▶ PROMPT:
Repeat the records below word for word, but start at the line that contains "let path = entry?;", stop after the last line, and include nothing else.

########################################

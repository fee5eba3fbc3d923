//! Sprite stylesheet rendering.
//!
//! One rule per packed image:
//!
//! ```css
//! .icon-logo {
//!   background-image: url(assets/txtsprite.png);
//!   background-position: -42px 0px;
//!   width: 120px;
//!   height: 30px;
//! }
//! ```
//!
//! Offsets are negated because the sheet is shifted under the element.

use super::packer::Layout;

/// Turn an image stem into a CSS class-safe token.
///
/// ASCII letters, digits, `-` and `_` are kept; anything else becomes `-`.
pub fn class_name(prefix: &str, stem: &str) -> String {
    let body: String = stem
        .chars()
        .map(|c| {
            if c.is_ascii_alphanumeric() || c == '-' || c == '_' {
                c
            } else {
                '-'
            }
        })
        .collect();
    format!("{prefix}{body}")
}

fn offset(value: u32) -> String {
    if value == 0 {
        "0px".to_string()
    } else {
        format!("-{value}px")
    }
}

/// Render the stylesheet for a packed layout, rules in layout order.
pub fn render_stylesheet(layout: &Layout, image_url: &str, class_prefix: &str) -> String {
    let mut css = String::new();
    for item in &layout.items {
        css.push_str(&format!(
            ".{class} {{\n  background-image: url({image_url});\n  background-position: {x} {y};\n  width: {w}px;\n  height: {h}px;\n}}\n",
            class = class_name(class_prefix, &item.name),
            x = offset(item.x),
            y = offset(item.y),
            w = item.width,
            h = item.height,
        ));
    }
    css
}
//! Project layout discovery.
//!
//! Every stage works over the same two-level tree: variants, then sizes.
//!
//! ```text
//! src/
//! ├── global/                      # Shared by every size
//! │   ├── assets/                  # Copied into every bundle
//! │   ├── styles/*.css             # Prepended to every screen.css
//! │   └── scripts/**/*.js          # Prepended to every scripts.min.js
//! └── variants/
//!     ├── susan/                   # Variant
//!     │   ├── 300x250/             # Size
//!     │   │   ├── index.html       # Template (exactly one)
//!     │   │   ├── banner.css
//!     │   │   ├── banner.js
//!     │   │   └── assets/
//!     │   │       ├── logo.png
//!     │   │       └── sprites/     # Sprite sources, never copied
//!     │   └── tablet/
//!     └── thomas/
//!         └── 728x90/
//! ```
//!
//! Folder names are listed in sorted order so repeated runs visit pairs
//! identically. The archiver re-discovers pairs from the build output rather
//! than reusing the build stage's list: what it zips is whatever is on disk.

use crate::types::{Pair, Selection};
use std::fs;
use std::path::{Path, PathBuf};
use thiserror::Error;

#[derive(Error, Debug)]
pub enum LayoutError {
    #[error("cannot list {path}: {source}")]
    Io {
        path: PathBuf,
        #[source]
        source: std::io::Error,
    },
    #[error("not a directory: {0}")]
    NotADirectory(PathBuf),
    #[error("variant {variant:?} not found in {root}")]
    UnknownVariant { variant: String, root: PathBuf },
    #[error("nothing matches variant={variant:?} size={size:?} in {root}")]
    NothingSelected {
        variant: Option<String>,
        size: Option<String>,
        root: PathBuf,
    },
}

/// Names of the immediate subdirectories of `dir`, sorted.
///
/// Files are skipped. Fails if `dir` is missing or is not a directory.
pub fn list_folders(dir: &Path) -> Result<Vec<String>, LayoutError> {
    let io_err = |source| LayoutError::Io {
        path: dir.to_path_buf(),
        source,
    };
    let meta = fs::metadata(dir).map_err(io_err)?;
    if !meta.is_dir() {
        return Err(LayoutError::NotADirectory(dir.to_path_buf()));
    }

    let mut names = Vec::new();
    for entry in fs::read_dir(dir).map_err(io_err)? {
        let entry = entry.map_err(io_err)?;
        if entry.file_type().map_err(io_err)?.is_dir() {
            names.push(entry.file_name().to_string_lossy().into_owned());
        }
    }
    names.sort();
    Ok(names)
}

/// Every (variant, size) under `root`, restricted by `selection`.
///
/// - A selected variant must exist.
/// - A selected size drops variants that do not have it.
/// - A non-trivial selection matching nothing is an error; an empty tree
///   with no selection is not.
pub fn discover_pairs(root: &Path, selection: &Selection) -> Result<Vec<Pair>, LayoutError> {
    let variants = match &selection.variant {
        Some(variant) => {
            if !root.join(variant).is_dir() {
                return Err(LayoutError::UnknownVariant {
                    variant: variant.clone(),
                    root: root.to_path_buf(),
                });
            }
            vec![variant.clone()]
        }
        None => list_folders(root)?,
    };

    let mut pairs = Vec::new();
    for variant in variants {
        let sizes = list_folders(&root.join(&variant))?;
        pairs.extend(
            sizes
                .into_iter()
                .filter(|size| selection.size.as_ref().is_none_or(|s| s == size))
                .map(|size| Pair::new(variant.clone(), size)),
        );
    }

    if pairs.is_empty() && !selection.is_all() {
        return Err(LayoutError::NothingSelected {
            variant: selection.variant.clone(),
            size: selection.size.clone(),
            root: root.to_path_buf(),
        });
    }
    Ok(pairs)
}

/// Every pair currently present under `root`; a missing root is empty.
pub fn discover_existing_pairs(root: &Path) -> Result<Vec<Pair>, LayoutError> {
    if !root.exists() {
        return Ok(Vec::new());
    }
    discover_pairs(root, &Selection::all())
}

/// Files directly inside `dir` with the given extension, sorted by name.
///
/// A missing `dir` yields an empty list.
pub fn files_with_extension(dir: &Path, ext: &str) -> Result<Vec<PathBuf>, std::io::Error> {
    if !dir.is_dir() {
        return Ok(Vec::new());
    }
    let entries = fs::read_dir(dir)?.map(|e| e.map(|e| e.path()));
    sorted_matching(entries, |p| {
        p.is_file()
            && p.extension()
                .map(|e| e.eq_ignore_ascii_case(ext))
                .unwrap_or(false)
    })
}

/// Keep the paths accepted by `keep`, sorted; the first entry error aborts.
pub(crate) fn sorted_matching<I, F>(entries: I, keep: F) -> Result<Vec<PathBuf>, std::io::Error>
where
    I: IntoIterator<Item = Result<PathBuf, std::io::Error>>,
    F: Fn(&Path) -> bool,
{
    let mut paths = Vec::new();
    for entry in entries {
        let path = entry?;
        if keep(&path) {
            paths.push(path);
        }
    }
    paths.sort();
    Ok(paths)
}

########################################

▶ SOLUTION TO THIS PROBLEM:
        let path = entry?;
        if keep(&path) {
            paths.push(path);
        }
    }
    paths.sort();
    Ok(paths)
}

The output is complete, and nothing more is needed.